* [Recorded information]
//! Title and `<meta>` metadata extraction (spec.md §4.4 step 1, and the
//! `content.include_metadata` toggle from spec.md §6).

use std::sync::LazyLock;

use scraper::{Html, Selector};

use crate::types::PageMetadata;

static TITLE_SELECTOR: LazyLock<Selector> =
    LazyLock::new(|| Selector::parse("title").expect("BUG: hardcoded 'title' selector is invalid"));
static META_SELECTOR: LazyLock<Selector> =
    LazyLock::new(|| Selector::parse("meta").expect("BUG: hardcoded 'meta' selector is invalid"));

#[must_use]
pub fn extract_title(document: &Html) -> String {
    document
        .select(&TITLE_SELECTOR)
        .next()
        .map(|el| el.text().collect::<String>().trim().to_string())
        .unwrap_or_default()
}

#[must_use]
pub fn extract_metadata(document: &Html) -> PageMetadata {
    let mut metadata = PageMetadata::default();

    for meta in document.select(&META_SELECTOR) {
        let name = meta
            .value()
            .attr("name")
            .or_else(|| meta.value().attr("property"))
            .unwrap_or_default()
            .to_lowercase();
        let Some(content) = meta.value().attr("content") else {
            continue;
        };

        match name.as_str() {
            "description" | "og:description" if metadata.description.is_none() => {
                metadata.description = Some(content.to_string());
            }
            "keywords" => {
                metadata.keywords = content
                    .split(',')
                    .map(|k| k.trim().to_string())
                    .filter(|k| !k.is_empty())
                    .collect();
            }
            "author" if metadata.author.is_none() => {
                metadata.author = Some(content.to_string());
            }
            _ => {}
        }
    }

    metadata
}
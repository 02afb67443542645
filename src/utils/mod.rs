pub mod constants;
pub mod url_utils;

pub use constants::*;
pub use url_utils::{canonicalize, resolve};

* [Exercise prompt] With the line that contains "for meta in" as the starting point, output each line exactly through the end of the listing above.

* [Solution to the problem]
    for meta in document.select(&META_SELECTOR) {
        let name = meta
            .value()
            .attr("name")
            .or_else(|| meta.value().attr("property"))
            .unwrap_or_default()
            .to_lowercase();
        let Some(content) = meta.value().attr("content") else {
            continue;
        };

        match name.as_str() {
            "description" | "og:description" if metadata.description.is_none() => {
                metadata.description = Some(content.to_string());
            }
            "keywords" => {
                metadata.keywords = content
                    .split(',')
                    .map(|k| k.trim().to_string())
                    .filter(|k| !k.is_empty())
                    .collect();
            }
            "author" if metadata.author.is_none() => {
                metadata.author = Some(content.to_string());
            }
            _ => {}
        }
    }

    metadata
}
repository 02afb67443542645
filename src/utils/mod.rs
pub mod constants;
pub mod url_utils;

pub use constants::*;
pub use url_utils::{canonicalize, resolve};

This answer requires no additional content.